Quel drôle de retour. Je n’y croyais pas. Je scrutais ce visage blême, ce regard rendu microscopique par des verres de correction staliniens. Un regard perdu, totalement. Il ressemblait parfois à un enfant. Pourtant, la réalité revenait vite me serrer la gorge – les cheveux gras et filasses, la silhouette bouffie, moche et terriblement émouvante, David Berman revenait ainsi. Fragile et peu apprêté. J’ai eu une sorte d’appréhension à l’écoute de l’album de Purple Mountains comme lorsque l’on serre contre soi un ami que l’on a plus vu durant dix ans et avec qui on s’était fâché. Pudeur, gêne et admiration. Et ce foutu temps qui passe. All my happiness is gone. C’était pas pour la pause ce titre, c’était du sérieux.

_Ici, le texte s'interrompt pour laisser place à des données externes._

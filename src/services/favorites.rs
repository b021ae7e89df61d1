// SPDX-License-Identifier: MIT
// Copyright 2026 Roland Dreier <roland@rolandd.dev>

//! Per-user bookmarks, kept in memory for the lifetime of the process.

use crate::models::Session;
use crate::time_utils::format_utc_rfc3339;
use dashmap::DashMap;
use serde::Serialize;
use std::sync::Arc;

/// One bookmarked activity.
#[derive(Debug, Clone, PartialEq, Eq, Serialize)]
pub struct Favorite {
    pub activity_id: String,
    /// When the bookmark was added (RFC 3339)
    pub added_at: String,
}

/// Bookmarks keyed by user ID, in the order they were added.
#[derive(Default, Clone)]
pub struct FavoritesService {
    favorites: Arc<DashMap<String, Vec<Favorite>>>,
}

impl FavoritesService {
    pub fn new() -> Self {
        Self::default()
    }

    /// Bookmarks for the session's user.
    pub fn list(&self, session: &Session) -> Vec<Favorite> {
        self.favorites
            .get(&session.identity.id)
            .map(|entry| entry.value().clone())
            .unwrap_or_default()
    }

    pub fn is_favorite(&self, session: &Session, activity_id: &str) -> bool {
        self.favorites
            .get(&session.identity.id)
            .is_some_and(|entry| entry.iter().any(|f| f.activity_id == activity_id))
    }

    /// Add or remove a bookmark. Returns `true` if the activity is now a
    /// favorite.
    pub fn toggle(&self, session: &Session, activity_id: &str) -> bool {
        let mut entry = self
            .favorites
            .entry(session.identity.id.clone())
            .or_default();

        if let Some(pos) = entry.iter().position(|f| f.activity_id == activity_id) {
            entry.remove(pos);
            tracing::debug!(user = %session.identity.id, activity_id, "Favorite removed");
            false
        } else {
            entry.push(Favorite {
                activity_id: activity_id.to_string(),
                added_at: format_utc_rfc3339(chrono::Utc::now()),
            });
            tracing::debug!(user = %session.identity.id, activity_id, "Favorite added");
            true
        }
    }
}
// SPDX-License-Identifier: MIT
// Copyright 2026 Roland Dreier <roland@rolandd.dev>

//! Public discovery routes: taxonomy, keyword matching, filtered activities.

use crate::error::{AppError, Result};
use crate::models::taxonomy::Category;
use crate::models::{Activity, Taxonomy, WhatFilter, WhenFilter, WhereFilter};
use crate::services::distance::distance_km;
use crate::services::filter::recompute;
use crate::services::matcher::{
    matched_subcategories, normalize_keyword, resolve_selection, retain_matched, Selection,
};
use crate::services::period::parse_period;
use crate::time_utils::format_iso_day;
use crate::AppState;
use axum::{
    extract::{Query, State},
    routing::get,
    Json, Router,
};
use geo::Point;
use serde::{Deserialize, Serialize};
use std::sync::Arc;
#[cfg(feature = "binding-generation")]
use ts_rs::TS;
use validator::Validate;

/// Discovery routes (no authentication).
pub fn routes() -> Router<Arc<AppState>> {
    Router::new()
        .route("/api/taxonomy", get(get_taxonomy))
        .route("/api/subcategories", get(get_subcategories))
        .route("/api/activities", get(get_activities))
}

// ─── Taxonomy ────────────────────────────────────────────────

async fn get_taxonomy(State(state): State<Arc<AppState>>) -> Json<Vec<Category>> {
    Json(state.taxonomy.categories().to_vec())
}

// ─── Keyword Matching ────────────────────────────────────────

#[derive(Deserialize, Validate)]
struct SubcategoriesQuery {
    #[serde(default)]
    #[validate(length(max = 100))]
    keyword: String,
    /// Comma-separated subcategories to exclude
    #[serde(default)]
    #[validate(length(max = 1000))]
    excluded: String,
}

#[derive(Serialize)]
#[cfg_attr(feature = "binding-generation", derive(TS))]
#[cfg_attr(
    feature = "binding-generation",
    ts(export, export_to = "web/src/lib/generated/")
)]
pub struct SubcategoriesResponse {
    pub keyword: String,
    pub matched: Vec<String>,
    /// Exclusions that apply to `matched`; others are dropped
    pub excluded: Vec<String>,
    pub selection: Option<Selection>,
}

/// Match a keyword against the taxonomy and resolve the active pair.
async fn get_subcategories(
    State(state): State<Arc<AppState>>,
    Query(params): Query<SubcategoriesQuery>,
) -> Result<Json<SubcategoriesResponse>> {
    params
        .validate()
        .map_err(|e| AppError::BadRequest(e.to_string()))?;

    let keyword = normalize_keyword(&params.keyword);
    let matched = matched_subcategories(&state.taxonomy, &keyword);
    let excluded = retain_matched(&matched, &split_list(&params.excluded));
    let selection = resolve_selection(&state.taxonomy, &matched, &excluded);

    Ok(Json(SubcategoriesResponse {
        keyword,
        matched,
        excluded,
        selection,
    }))
}

// ─── Activities ──────────────────────────────────────────────

#[derive(Debug, Deserialize, Validate)]
struct ActivitiesQuery {
    /// Display label of the chosen place
    #[serde(default)]
    #[validate(length(max = 200))]
    label: String,
    #[serde(default)]
    #[validate(length(max = 200))]
    location: String,
    #[validate(range(min = -90.0, max = 90.0))]
    lat: Option<f64>,
    #[validate(range(min = -180.0, max = 180.0))]
    lon: Option<f64>,
    /// Search radius in kilometers
    #[validate(range(min = 0.0, max = 20000.0))]
    distance: Option<f64>,
    /// Single date or "D1 - D2" range
    #[serde(default)]
    #[validate(length(max = 100))]
    when: String,
    #[serde(default)]
    #[validate(length(max = 100))]
    keyword: String,
    #[validate(length(max = 100))]
    category: Option<String>,
    #[validate(length(max = 100))]
    subcategory: Option<String>,
    /// Comma-separated subcategories to exclude
    #[serde(default)]
    #[validate(length(max = 1000))]
    excluded: String,
}

impl ActivitiesQuery {
    /// Split the query into the three filter slices.
    fn into_filters(self, taxonomy: &Taxonomy) -> Result<(WhereFilter, WhenFilter, WhatFilter)> {
        if self.distance.is_some() && (self.lat.is_none() || self.lon.is_none()) {
            return Err(AppError::BadRequest(
                "'distance' requires both 'lat' and 'lon'".to_string(),
            ));
        }

        let category = self.category.filter(|c| !c.trim().is_empty());
        let subcategory = self.subcategory.filter(|s| !s.trim().is_empty());
        if let Some(sub) = subcategory.as_deref() {
            let Some(category) = category.as_deref() else {
                return Err(AppError::BadRequest(
                    "'subcategory' requires 'category'".to_string(),
                ));
            };
            // Subcategories unknown to the taxonomy are passed through
            if let Some(owner) = taxonomy.category_of(sub) {
                if owner != category {
                    return Err(AppError::BadRequest(format!(
                        "'{}' is not a subcategory of '{}'",
                        sub, category
                    )));
                }
            }
        }

        let keyword = normalize_keyword(&self.keyword);
        let matched = matched_subcategories(taxonomy, &keyword);
        let excluded_subcategories = retain_matched(&matched, &split_list(&self.excluded));

        let where_ = WhereFilter {
            label: self.label,
            location: self.location,
            distance: self.distance,
            lat: self.lat,
            lon: self.lon,
        };
        let what = WhatFilter {
            keyword,
            category,
            subcategory,
            excluded_subcategories,
        };

        Ok((where_, WhenFilter::new(self.when), what))
    }
}

#[derive(Serialize)]
#[cfg_attr(feature = "binding-generation", derive(TS))]
#[cfg_attr(
    feature = "binding-generation",
    ts(export, export_to = "web/src/lib/generated/")
)]
pub struct ActivitiesResponse {
    pub activities: Vec<ActivitySummary>,
    /// Number of activities passing the filters
    pub total: u32,
    /// Size of the unfiltered baseline
    pub baseline_total: u32,
}

#[derive(Serialize, Clone, Debug)]
#[cfg_attr(feature = "binding-generation", derive(TS))]
#[cfg_attr(
    feature = "binding-generation",
    ts(export, export_to = "web/src/lib/generated/")
)]
pub struct ActivitySummary {
    pub id: String,
    pub title: String,
    pub description: String,
    pub category: Option<String>,
    pub subcategory: Option<String>,
    pub when: String,
    /// First day of the parsed period (YYYY-MM-DD)
    pub starts: Option<String>,
    /// Last day of the parsed period (YYYY-MM-DD)
    pub ends: Option<String>,
    pub lat: Option<f64>,
    pub lon: Option<f64>,
    pub location: Option<String>,
    pub image: Option<String>,
    /// Distance from the searched place, when one was given
    pub distance_km: Option<f64>,
}

impl ActivitySummary {
    pub fn new(activity: Activity, center: Option<Point<f64>>) -> Self {
        let period = parse_period(&activity.when);
        let distance = center
            .zip(activity.point())
            .map(|(center, point)| distance_km(point, center));

        Self {
            starts: period.map(|p| format_iso_day(p.from)),
            ends: period.map(|p| format_iso_day(p.to)),
            distance_km: distance,
            id: activity.id,
            title: activity.title,
            description: activity.description,
            category: activity.category,
            subcategory: activity.subcategory,
            when: activity.when,
            lat: activity.lat,
            lon: activity.lon,
            location: activity.location,
            image: activity.image,
        }
    }
}

/// Filter the current baseline.
async fn get_activities(
    State(state): State<Arc<AppState>>,
    Query(params): Query<ActivitiesQuery>,
) -> Result<Json<ActivitiesResponse>> {
    params
        .validate()
        .map_err(|e| AppError::BadRequest(e.to_string()))?;

    tracing::debug!(
        keyword = %params.keyword,
        when = %params.when,
        category = ?params.category,
        distance = ?params.distance,
        "Searching activities"
    );

    let (where_, when, what) = params.into_filters(&state.taxonomy)?;
    let baseline = state.catalog.snapshot().await;
    let activities = recompute(&baseline, &where_, &when, &what);

    let center = where_.radius().map(|(center, _)| center);
    let summaries: Vec<ActivitySummary> = activities
        .into_iter()
        .map(|a| ActivitySummary::new(a, center))
        .collect();

    Ok(Json(ActivitiesResponse {
        total: summaries.len() as u32,
        baseline_total: baseline.len() as u32,
        activities: summaries,
    }))
}

/// Split a comma-separated list, dropping blanks.
fn split_list(raw: &str) -> Vec<String> {
    raw.split(',')
        .map(str::trim)
        .filter(|s| !s.is_empty())
        .map(String::from)
        .collect()
}
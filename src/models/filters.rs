// SPDX-License-Identifier: MIT
// Copyright 2026 Roland Dreier <roland@rolandd.dev>

//! Filter state slices (where / when / what).

use geo::Point;
use serde::{Deserialize, Serialize};
#[cfg(feature = "binding-generation")]
use ts_rs::TS;

/// Location filter. `distance` (km) and the coordinates are set together
/// when a geocoded place is chosen.
#[derive(Debug, Clone, Default, PartialEq, Serialize, Deserialize)]
#[cfg_attr(feature = "binding-generation", derive(TS))]
#[cfg_attr(
    feature = "binding-generation",
    ts(export, export_to = "web/src/lib/generated/")
)]
pub struct WhereFilter {
    pub label: String,
    pub location: String,
    pub distance: Option<f64>,
    pub lat: Option<f64>,
    pub lon: Option<f64>,
}

impl WhereFilter {
    /// Radius constraint as (center, radius km). `None` means no constraint.
    pub fn radius(&self) -> Option<(Point<f64>, f64)> {
        match (self.lat, self.lon, self.distance) {
            (Some(lat), Some(lon), Some(distance)) => Some((Point::new(lon, lat), distance)),
            _ => None,
        }
    }
}

/// Date filter: empty, a single date, or a `"D1 - D2"` range.
#[derive(Debug, Clone, Default, PartialEq, Eq, Serialize, Deserialize)]
#[cfg_attr(feature = "binding-generation", derive(TS))]
#[cfg_attr(
    feature = "binding-generation",
    ts(export, export_to = "web/src/lib/generated/")
)]
#[serde(transparent)]
pub struct WhenFilter(pub String);

impl WhenFilter {
    pub fn new(text: impl Into<String>) -> Self {
        Self(text.into())
    }

    pub fn as_str(&self) -> &str {
        &self.0
    }

    pub fn is_empty(&self) -> bool {
        self.0.trim().is_empty()
    }
}

/// Keyword and category filter.
///
/// `excluded_subcategories` only makes sense relative to the matched set of
/// the current `keyword`; it must be cleared whenever the keyword changes
/// (see `FilterController::set_keyword`).
#[derive(Debug, Clone, Default, PartialEq, Eq, Serialize, Deserialize)]
#[cfg_attr(feature = "binding-generation", derive(TS))]
#[cfg_attr(
    feature = "binding-generation",
    ts(export, export_to = "web/src/lib/generated/")
)]
pub struct WhatFilter {
    pub keyword: String,
    pub category: Option<String>,
    pub subcategory: Option<String>,
    #[serde(default)]
    pub excluded_subcategories: Vec<String>,
}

Comme tout grand poète qui se respecte, Berman était un génie du cliché. Artiste maudit, prosateur en catimini, piètre guitariste et chantant rarement juste, il avait le goût des jolies femmes. Un homme complet en somme. J’ai trouvé par hasard, du côté de la Plaine à Marseille, Starlite Walker des Silver Jews. C’était en 1995, Will Oldham ne jurait que par Serge Gainsbourg et son Vue de l’extérieur. Quelle ambiance. Les petits salons de thé aux devantures cramoisies s’alanguissaient dans la pénombre. On respirait dans les rues de ce quartier de Marseille la friture, la javel et le haschich. Parfois, d’une fenêtre on entendait un standard de la musique égyptienne. Berman a accompagné mes années décisives et des après-midi fauves, bohèmes où le temps s’étalait lourdement. Un éclat de jeunesse et de pureté vient toujours sonner entre mes tempes à l’écoute de Random Rules.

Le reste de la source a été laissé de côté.